What you need to do:
Set down exactly the lines in the records below that run from the line with "fn kv_table_exists(conn: &Connection)" to the line with "ensure_log_table(conn)?;", inclusive, and nothing more.

• • • • •

use rusqlite::{Connection, OptionalExtension, Result};

/// Ensure that the `log` table exists.
fn ensure_log_table(conn: &Connection) -> Result<()> {
    conn.execute_batch(
        r#"
        CREATE TABLE IF NOT EXISTS log (
            id        INTEGER PRIMARY KEY AUTOINCREMENT,
            date      TEXT NOT NULL,
            operation TEXT NOT NULL,
            target    TEXT DEFAULT '',
            message   TEXT NOT NULL
        );
        "#,
    )?;
    Ok(())
}

/// Check if the `kv` table exists.
fn kv_table_exists(conn: &Connection) -> Result<bool> {
    let mut stmt =
        conn.prepare("SELECT name FROM sqlite_master WHERE type='table' AND name='kv'")?;
    let exists: Option<String> = stmt.query_row([], |row| row.get(0)).optional()?;
    Ok(exists.is_some())
}

/// Create the key-value table backing the work log.
fn create_kv_table(conn: &Connection) -> Result<()> {
    conn.execute_batch(
        r#"
        CREATE TABLE IF NOT EXISTS kv (
            key        TEXT PRIMARY KEY,
            value      TEXT NOT NULL,
            updated_at TEXT NOT NULL DEFAULT ''
        );
        "#,
    )?;
    Ok(())
}

fn migration_applied(conn: &Connection, version: &str) -> Result<bool> {
    let mut chk = conn.prepare(
        "SELECT 1 FROM log
         WHERE operation = 'migration_applied' AND target = ?1
         LIMIT 1",
    )?;
    Ok(chk.query_row([version], |_| Ok(())).optional()?.is_some())
}

fn mark_applied(conn: &Connection, version: &str, message: &str) -> Result<()> {
    conn.execute(
        "INSERT INTO log (date, operation, target, message)
         VALUES (datetime('now'), 'migration_applied', ?1, ?2)",
        [version, message],
    )?;
    Ok(())
}

/// Public entry point: run all pending migrations.
pub fn run_pending_migrations(conn: &Connection) -> Result<()> {
    ensure_log_table(conn)?;

    let version = "20250210_0001_create_kv";
    if !kv_table_exists(conn)? {
        create_kv_table(conn)?;
    }
    if !migration_applied(conn, version)? {
        mark_applied(conn, version, "Created kv table")?;
    }

    Ok(())
}
// src/export/mod.rs

mod fs_utils;
mod json_csv;
pub mod logic;

pub use logic::ExportLogic;

use crate::models::time_block::TimeBlock;
use crate::ui::messages::success;
use clap::ValueEnum;
use serde::Serialize;
use std::path::Path;

/// Flat row written for every recorded block.
#[derive(Serialize, Clone, Debug, PartialEq, Eq)]
pub struct BlockExport {
    pub day: String,
    pub date: String,
    pub time: String,
    pub kind: String,
    pub start_time: String,
}

impl BlockExport {
    pub fn from_block(day: &str, block: &TimeBlock) -> Self {
        Self {
            day: day.to_string(),
            date: block.start_time.format("%Y-%m-%d").to_string(),
            time: block.time_str(),
            kind: block.kind.as_str().to_string(),
            start_time: block.start_time.to_rfc3339(),
        }
    }
}

/// Shared completion message for every export format.
pub(crate) fn notify_export_success(label: &str, path: &Path, rows: usize) {
    success(format!(
        "{label} export completed: {} ({rows} blocks)",
        path.display()
    ));
}

#[derive(Clone, Copy, Debug, PartialEq, Eq, ValueEnum)]
pub enum ExportFormat {
    Csv,
    Json,
}

impl ExportFormat {
    pub fn as_str(&self) -> &'static str {
        match self {
            ExportFormat::Csv => "csv",
            ExportFormat::Json => "json",
        }
    }
}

• • • • •

Completed task:
fn kv_table_exists(conn: &Connection) -> Result<bool> {
    let mut stmt =
        conn.prepare("SELECT name FROM sqlite_master WHERE type='table' AND name='kv'")?;
    let exists: Option<String> = stmt.query_row([], |row| row.get(0)).optional()?;
    Ok(exists.is_some())
}

/// Create the key-value table backing the work log.
fn create_kv_table(conn: &Connection) -> Result<()> {
    conn.execute_batch(
        r#"
        CREATE TABLE IF NOT EXISTS kv (
            key        TEXT PRIMARY KEY,
            value      TEXT NOT NULL,
            updated_at TEXT NOT NULL DEFAULT ''
        );
        "#,
    )?;
    Ok(())
}

fn migration_applied(conn: &Connection, version: &str) -> Result<bool> {
    let mut chk = conn.prepare(
        "SELECT 1 FROM log
         WHERE operation = 'migration_applied' AND target = ?1
         LIMIT 1",
    )?;
    Ok(chk.query_row([version], |_| Ok(())).optional()?.is_some())
}

fn mark_applied(conn: &Connection, version: &str, message: &str) -> Result<()> {
    conn.execute(
        "INSERT INTO log (date, operation, target, message)
         VALUES (datetime('now'), 'migration_applied', ?1, ?2)",
        [version, message],
    )?;
    Ok(())
}

/// Public entry point: run all pending migrations.
pub fn run_pending_migrations(conn: &Connection) -> Result<()> {
    ensure_log_table(conn)?;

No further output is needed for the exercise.